_Exercise_:
Of all the lines below, return only those starting with the line holding "self.state = DriverState::Flushing;" and going on through the line holding "let duration_us = (frame.nb_samples()", exactly as written.

Saved data entries:
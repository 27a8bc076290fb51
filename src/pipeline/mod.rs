//! Media encoding pipeline orchestration
//!
//! Composes the codec/container substrate in `crate::codec`/`crate::webcodecs`
//! into a single worker-style session: negotiate a codec configuration, drive
//! video/audio encoder state machines, feed a container muxer, and report
//! progress/errors back to the host over a message channel.

pub mod audio_driver;
pub mod chunk;
pub mod error;
pub mod muxer_adapter;
pub mod negotiator;
pub mod orchestrator;
pub mod timestamp;
pub mod transport;
pub mod video_driver;

pub use chunk::{ChunkKind, ChunkMeta, DataChunkEvent, EncodedChunk};
pub use error::{ErrorKind, PipelineError, PipelineResult};
pub use negotiator::{NegotiatedCodecs, Negotiator};
pub use orchestrator::{Orchestrator, SessionState};
pub use transport::{HostMessage, WorkerMessage};
impl AudioDriver {
    pub fn new(error_tx: Sender<PipelineError>) -> Self {
        Self {
            state: DriverState::Unconfigured,
            config: None,
            context: None,
            resampler: None,
            sample_buffer: None,
            target_format: AVSampleFormat::Fltp,
            frame_count: 0,
            extradata_sent: false,
            queued_submissions: 0,
            error_tx,
        }
    }

    /// Submissions accepted but not yet emitted as encoded chunks
    pub fn queue_size(&self) -> u32 {
        self.queued_submissions.max(0) as u32
    }

    pub fn state(&self) -> DriverState {
        self.state
    }

    fn fail(&mut self, err: PipelineError) -> PipelineError {
        self.state = DriverState::Closed;
        let _ = self.error_tx.send(err.clone());
        err
    }

    pub fn configure(&mut self, args: AudioDriverConfig) -> Result<(), PipelineError> {
        if self.state == DriverState::Configured || self.state == DriverState::Flushing {
            return Err(self.fail(PipelineError::ConfigurationError(
                "audio driver already configured".to_string(),
            )));
        }
        if self.state == DriverState::Closed {
            return Err(PipelineError::ConfigurationError(
                "audio driver is closed".to_string(),
            ));
        }

        let encoder_name = get_audio_encoder_name(args.codec_id);
        let mut context = if let Some(name) = encoder_name {
            CodecContext::new_encoder_by_name(name)
                .or_else(|_| CodecContext::new_encoder(args.codec_id))
        } else {
            CodecContext::new_encoder(args.codec_id)
        }
        .map_err(|e| self.fail(PipelineError::InitializationFailed(e.to_string())))?;

        let target_format = encoder_sample_format(args.codec_id);

        let encoder_config = AudioEncoderConfig {
            sample_rate: args.sample_rate,
            channels: args.channels,
            sample_format: target_format,
            bitrate: args.bitrate,
            thread_count: 0,
        };
        context
            .configure_audio_encoder(&encoder_config)
            .map_err(|e| self.fail(PipelineError::InitializationFailed(e.to_string())))?;
        context
            .open()
            .map_err(|e| self.fail(PipelineError::InitializationFailed(e.to_string())))?;

        let frame_size = context.frame_size();
        let frame_size = if frame_size == 0 {
            AudioSampleBuffer::frame_size_for_codec(&args.codec_name)
        } else {
            frame_size as usize
        };
        let sample_buffer =
            AudioSampleBuffer::new(frame_size, args.channels, args.sample_rate, target_format);

        self.context = Some(context);
        self.sample_buffer = Some(sample_buffer);
        self.target_format = target_format;
        self.resampler = None;
        self.frame_count = 0;
        self.extradata_sent = false;
        self.queued_submissions = 0;
        self.config = Some(args);
        self.state = DriverState::Configured;

        Ok(())
    }

    /// Encode an already-constructed audio-data frame (the
    /// `webcodecs::AudioData`/`codec::Frame` path).
    pub fn encode(
        &mut self,
        data: &Frame,
        timestamp_us: i64,
        src_format: AVSampleFormat,
    ) -> Result<Vec<EncodedChunk>, PipelineError> {
        if self.state != DriverState::Configured {
            return Err(self.fail(PipelineError::AudioEncodingError(
                "audio driver not configured".to_string(),
            )));
        }

        let args = self
            .config
            .as_ref()
            .ok_or_else(|| PipelineError::InternalError("missing audio driver config".into()))?;

        if data.channels() != args.channels {
            return Err(self.fail(PipelineError::ConfigurationError(format!(
                "audio data has {} channels, encoder configured for {}",
                data.channels(),
                args.channels
            ))));
        }

        let needs_resampling = data.sample_rate() != args.sample_rate
            || data.channels() != args.channels
            || src_format != self.target_format;

        if needs_resampling && self.resampler.is_none() {
            let resampler = Resampler::new(
                data.channels(),
                data.sample_rate(),
                src_format,
                args.channels,
                args.sample_rate,
                self.target_format,
            )
            .map_err(|e| self.fail(PipelineError::AudioEncodingError(e.to_string())))?;
            self.resampler = Some(resampler);
        }

        let frame_to_add = if let Some(resampler) = self.resampler.as_mut() {
            resampler
                .convert_alloc(data)
                .map_err(|e| self.fail(PipelineError::AudioEncodingError(e.to_string())))?
        } else {
            data.try_clone()
                .map_err(|e| self.fail(PipelineError::AudioEncodingError(e.to_string())))?
        };

        {
            let sample_buffer = self
                .sample_buffer
                .as_mut()
                .ok_or_else(|| PipelineError::InternalError("missing sample buffer".into()))?;
            sample_buffer
                .add_frame(&frame_to_add)
                .map_err(|e| self.fail(PipelineError::AudioEncodingError(e.to_string())))?;
        }

        self.queued_submissions += 1;
        let chunks = self.drain_full_frames(timestamp_us)?;
        self.queued_submissions -= chunks.len() as i64;
        Ok(chunks)
    }

    /// Build a transient `Frame` from planar `Float32` channel arrays and
    /// encode it, exactly as `audio_encoder.rs::encode()` does today for
    /// its `AudioDataInit` branch (SPEC_FULL.md 3).
    pub fn encode_planar(
        &mut self,
        init: PlanarAudioInit<'_>,
        timestamp_us: i64,
    ) -> Result<Vec<EncodedChunk>, PipelineError> {
        if init.number_of_channels as usize != init.planes.len() {
            return Err(self.fail(PipelineError::ConfigurationError(
                "planar audio init channel count mismatch".to_string(),
            )));
        }

        let mut frame = Frame::new_audio(
            init.number_of_frames,
            init.number_of_channels,
            init.sample_rate,
            AVSampleFormat::Fltp,
        )
        .map_err(|e| self.fail(PipelineError::AudioEncodingError(e.to_string())))?;

        for (channel, samples) in init.planes.iter().enumerate() {
            if let Some(plane) = frame.plane_data_mut(channel) {
                let bytes = unsafe {
                    std::slice::from_raw_parts(samples.as_ptr() as *const u8, samples.len() * 4)
                };
                let len = bytes.len().min(plane.len());
                plane[..len].copy_from_slice(&bytes[..len]);
            }
        }

        self.encode(&frame, timestamp_us, AVSampleFormat::Fltp)
    }

    fn drain_full_frames(&mut self, timestamp_us: i64) -> Result<Vec<EncodedChunk>, PipelineError> {
        let extradata = if !self.extradata_sent {
            self.context
                .as_ref()
                .and_then(|ctx| ctx.extradata().map(|d| d.to_vec()))
        } else {
            None
        };

        let mut chunks = Vec::new();
        loop {
            let (has_frame, frame_size, sample_rate) = match self.sample_buffer.as_ref() {
                Some(buf) => (
                    buf.has_full_frame(),
                    buf.frame_size() as i64,
                    buf.sample_rate() as i64,
                ),
                None => break,
            };
            if !has_frame {
                break;
            }

            let mut frame_to_encode = {
                let sample_buffer = self
                    .sample_buffer
                    .as_mut()
                    .ok_or_else(|| PipelineError::InternalError("missing sample buffer".into()))?;
                sample_buffer
                    .take_frame()
                    .map_err(|e| self.fail(PipelineError::AudioEncodingError(e.to_string())))?
                    .ok_or_else(|| {
                        PipelineError::InternalError("expected a full audio frame".into())
                    })?
            };

            let frame_timestamp = if self.frame_count == 0 {
                timestamp_us
            } else {
                timestamp_us + (self.frame_count as i64 * frame_size * 1_000_000) / sample_rate
            };
            frame_to_encode.set_pts(frame_timestamp);

            let context = self
                .context
                .as_mut()
                .ok_or_else(|| PipelineError::InternalError("missing audio codec context".into()))?;
            let packets = context
                .encode(Some(&frame_to_encode))
                .map_err(|e| self.fail(PipelineError::AudioEncodingError(e.to_string())))?;

            self.frame_count += 1;
            let duration_us = (frame_size * 1_000_000) / sample_rate;

            for packet in &packets {
                let kind = if packet.is_key() {
                    ChunkKind::Key
                } else {
                    ChunkKind::Delta
                };
                let mut meta = ChunkMeta::default();
                if !self.extradata_sent {
                    meta.decoder_description = extradata.clone();
                    self.extradata_sent = true;
                }
                let mut chunk =
                    EncodedChunk::new(kind, frame_timestamp, Some(duration_us), packet.to_vec());
                chunk.meta = meta;
                chunks.push(chunk);
            }
        }

        Ok(chunks)
    }

    /// Flush the partial sample buffer and then the encoder itself.
    pub fn flush(&mut self) -> Result<Vec<EncodedChunk>, PipelineError> {
        if self.state != DriverState::Configured {
            return Err(self.fail(PipelineError::AudioEncodingError(
                "audio driver not configured".to_string(),
            )));
        }
        self.state = DriverState::Flushing;

        let mut chunks = Vec::new();

        let partial = match self.sample_buffer.as_mut() {
            Some(buf) => buf
                .flush()
                .map_err(|e| self.fail(PipelineError::AudioEncodingError(e.to_string())))?,
            None => None,
        };

        if let Some(mut frame) = partial {
            let (frame_size, sample_rate) = match self.sample_buffer.as_ref() {
                Some(buf) => (buf.frame_size() as i64, buf.sample_rate() as i64),
                None => (0, 1),
            };
            let frame_timestamp = (self.frame_count as i64 * frame_size * 1_000_000) / sample_rate;
            frame.set_pts(frame_timestamp);

            let context = self
                .context
                .as_mut()
                .ok_or_else(|| PipelineError::InternalError("missing audio codec context".into()))?;
            let packets = context
                .encode(Some(&frame))
                .map_err(|e| self.fail(PipelineError::AudioEncodingError(e.to_string())))?;

            let duration_us = (frame.nb_samples() as i64 * 1_000_000) / sample_rate;
            for packet in &packets {
                let kind = if packet.is_key() {
                    ChunkKind::Key
                } else {
                    ChunkKind::Delta
                };
                chunks.push(EncodedChunk::new(
                    kind,
                    frame_timestamp,
                    Some(duration_us),
                    packet.to_vec(),
                ));
            }
        }

        let context = self
            .context
            .as_mut()
            .ok_or_else(|| PipelineError::InternalError("missing audio codec context".into()))?;
        let packets = context
            .flush_encoder()
            .map_err(|e| self.fail(PipelineError::AudioEncodingError(e.to_string())))?;
        for packet in &packets {
            let kind = if packet.is_key() {
                ChunkKind::Key
            } else {
                ChunkKind::Delta
            };
            chunks.push(EncodedChunk::new(kind, 0, None, packet.to_vec()));
        }

        self.queued_submissions = 0;
        self.state = DriverState::Configured;
        Ok(chunks)
    }

    pub fn close(&mut self) {
        self.context = None;
        self.resampler = None;
        self.sample_buffer = None;
        self.config = None;
        self.queued_submissions = 0;
        self.state = DriverState::Closed;
    }
}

_Completed task_:
        self.state = DriverState::Flushing;

        let mut chunks = Vec::new();

        let partial = match self.sample_buffer.as_mut() {
            Some(buf) => buf
                .flush()
                .map_err(|e| self.fail(PipelineError::AudioEncodingError(e.to_string())))?,
            None => None,
        };

        if let Some(mut frame) = partial {
            let (frame_size, sample_rate) = match self.sample_buffer.as_ref() {
                Some(buf) => (buf.frame_size() as i64, buf.sample_rate() as i64),
                None => (0, 1),
            };
            let frame_timestamp = (self.frame_count as i64 * frame_size * 1_000_000) / sample_rate;
            frame.set_pts(frame_timestamp);

            let context = self
                .context
                .as_mut()
                .ok_or_else(|| PipelineError::InternalError("missing audio codec context".into()))?;
            let packets = context
                .encode(Some(&frame))
                .map_err(|e| self.fail(PipelineError::AudioEncodingError(e.to_string())))?;

            let duration_us = (frame.nb_samples() as i64 * 1_000_000) / sample_rate;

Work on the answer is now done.